Gründe für ein Best-Of Album gab es also viele. Zwar hat es seit 1975 bereits acht Best-Of und Live-Alben der Band aus Dunfermline gegeben, aber dieses hier ist das einzige auf dem aktuellen Stand, das alle 21 Studioalben berücksichtigt. Angefangen vom Debüt „Nazareth“ bis hin zum 2008 erschienenen „The Newz“, das von zahlreichen Promotion Auftritten – beispielsweise auch in der „Ultimativen Chartshow“ – begleitet wurde.

Bei diesen Auftritten lagen die Akzente naturgemäß auf den größten und erfolgreichsten Hits der Combo: Den Balladen „Love Hurts“ und „Dream On“. Nazareth haben allerdings wesentlich mehr geschaffen als nur Balladen. In erster Linie steht die Band für den kompromisslosen Rock der 70er Jahre.
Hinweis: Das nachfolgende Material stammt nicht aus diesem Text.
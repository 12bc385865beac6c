//! Harness error definitions.
//!
//! This module defines the single error type returned by fallible testbench operations:
//! 1. **Configuration misuse:** Degenerate bounds rejected at construction time.
//! 2. **Parsing:** Malformed JSON configuration or suite manifests.
//! 3. **I/O:** Reading configuration/manifests and writing result reports.
//!
//! Trap causes reported by the model are never errors; they are classified into verdicts.

use std::path::PathBuf;

/// Errors raised while configuring or driving the testbench.
#[derive(Debug, thiserror::Error)]
pub enum HarnessError {
    /// A configuration value would produce a degenerate run.
    ///
    /// Raised for a zero `max_sim_time` (the loop would never run) and for a
    /// zero reset window (reset would never be applied).
    #[error("invalid configuration: {field}: {reason}")]
    InvalidConfiguration {
        /// Name of the offending configuration field.
        field: &'static str,
        /// Why the value was rejected.
        reason: String,
    },

    /// JSON configuration or manifest could not be parsed.
    #[error("failed to parse JSON: {0}")]
    ConfigParse(#[from] serde_json::Error),

    /// A file could not be read or written.
    #[error("I/O error on '{}': {source}", .path.display())]
    Io {
        /// Path of the file being accessed.
        path: PathBuf,
        /// Underlying I/O error.
        source: std::io::Error,
    },
}

impl HarnessError {
    /// Builds an [`HarnessError::InvalidConfiguration`] for `field`.
    pub fn invalid(field: &'static str, reason: impl Into<String>) -> Self {
        Self::InvalidConfiguration {
            field,
            reason: reason.into(),
        }
    }

    /// Builds an [`HarnessError::Io`] carrying the path that failed.
    pub fn io(path: impl Into<PathBuf>, source: std::io::Error) -> Self {
        Self::Io {
            path: path.into(),
            source,
        }
    }

    /// Returns `true` if this error reports configuration misuse.
    pub const fn is_invalid_configuration(&self) -> bool {
        matches!(self, Self::InvalidConfiguration { .. })
    }
}
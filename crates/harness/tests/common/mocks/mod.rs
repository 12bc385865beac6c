/// `SimulationModel` mock and recording fake.
pub mod model;
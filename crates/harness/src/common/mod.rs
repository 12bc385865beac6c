//! Common types used throughout the testbench.
//!
//! The testbench performs almost no fallible work: the loop and the classifier
//! are total. What can fail is configuration (rejected before a run starts)
//! and the file handling done by the suite runner and report writer.

/// Error types.
pub mod error;

pub use error::HarnessError;
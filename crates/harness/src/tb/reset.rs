//! Reset sequencing.
//!
//! Reset is held from time zero for a fixed window and released afterwards.
//! Whether reset is in effect depends only on elapsed time; which level the
//! reset pin is driven to depends only on polarity.

use crate::config::{ResetConfig, ResetPolarity};

/// Returns `true` while reset should be in effect.
///
/// Reset is asserted for every `elapsed < window` and released from
/// `elapsed == window` onward. Polarity does not change the timing; it is
/// accepted here so callers holding all three values can use one entry point.
///
/// # Arguments
///
/// * `elapsed` - Current simulated time.
/// * `window` - Length of the reset window in time units.
/// * `_polarity` - Reset signal convention.
pub const fn is_reset_asserted(elapsed: u64, window: u64, _polarity: ResetPolarity) -> bool {
    elapsed < window
}

/// Pure reset policy: a window length and a polarity.
#[derive(Debug, Clone, Copy, PartialEq, Eq)]
pub struct ResetSequencer {
    window: u64,
    polarity: ResetPolarity,
}

impl ResetSequencer {
    /// Creates a sequencer for the given window and polarity.
    pub const fn new(window: u64, polarity: ResetPolarity) -> Self {
        Self { window, polarity }
    }

    /// Length of the reset window in time units.
    pub const fn window(&self) -> u64 {
        self.window
    }

    /// Reset signal convention.
    pub const fn polarity(&self) -> ResetPolarity {
        self.polarity
    }

    /// Whether reset is in effect at `elapsed`.
    pub const fn is_asserted(&self, elapsed: u64) -> bool {
        is_reset_asserted(elapsed, self.window, self.polarity)
    }

    /// Signal level to drive onto the reset pin at `elapsed`.
    pub const fn level(&self, elapsed: u64) -> bool {
        self.polarity.level(self.is_asserted(elapsed))
    }
}

impl From<ResetConfig> for ResetSequencer {
    fn from(config: ResetConfig) -> Self {
        Self::new(config.window, config.polarity)
    }
}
Wie im Rausch flirrende Gitarrensoli, für die Zeit mächtig treibende Rythmen und eine atemberaubende Melodieführung der Gesangsstimme haben nicht nur Bands wie Deep Purple oder Led Zepplin berühmt gemacht, sondern eben auch Nazareth.

Dabei waren die Schotten allerdings weit weniger vom Erfolg verwöhnt als andere Bands des Genres und musste vor allem oft mit ihrem Management oder ihrer Plattenfirma kämpfen. Beide wollten natürlich kommerziellen Erfolg und versuchtem demzufolge die Band – je nach Zeitgeist – in Richtung Glam Rock der ausgehenden 60er oder Poprock der 80er und 90er zu drängen. Die Musiker ließen sich jedoch nur selten beirren und besannen sich immer wieder auf ihre Stärken: Mit reichlich Blues angereichertem Hard Rock, der einen an Herz und Seele packt.

Braucht die Band also wirklich noch ein neuntes Album mit allen Hits von Nazareth? Die Antwort lautet eindeutig: Nein! Wer die Band kennt und liebt der kann auf diese Compilation aus zwei CDs getrost verzichten. Bietet sie doch nichts Neues an. Wer allerdings gerne mal über den Tellerrand des Metal schauen und erleben möchte wo diese Musik ihre Wurzeln hat, der ist mit einem Kauf genauso gut beraten wie jemand, der sich noch nicht so weitschweifig mit der Band auseinander gesetzt hat und gerne einen Überblick über ihr Schaffen erhalten möchte.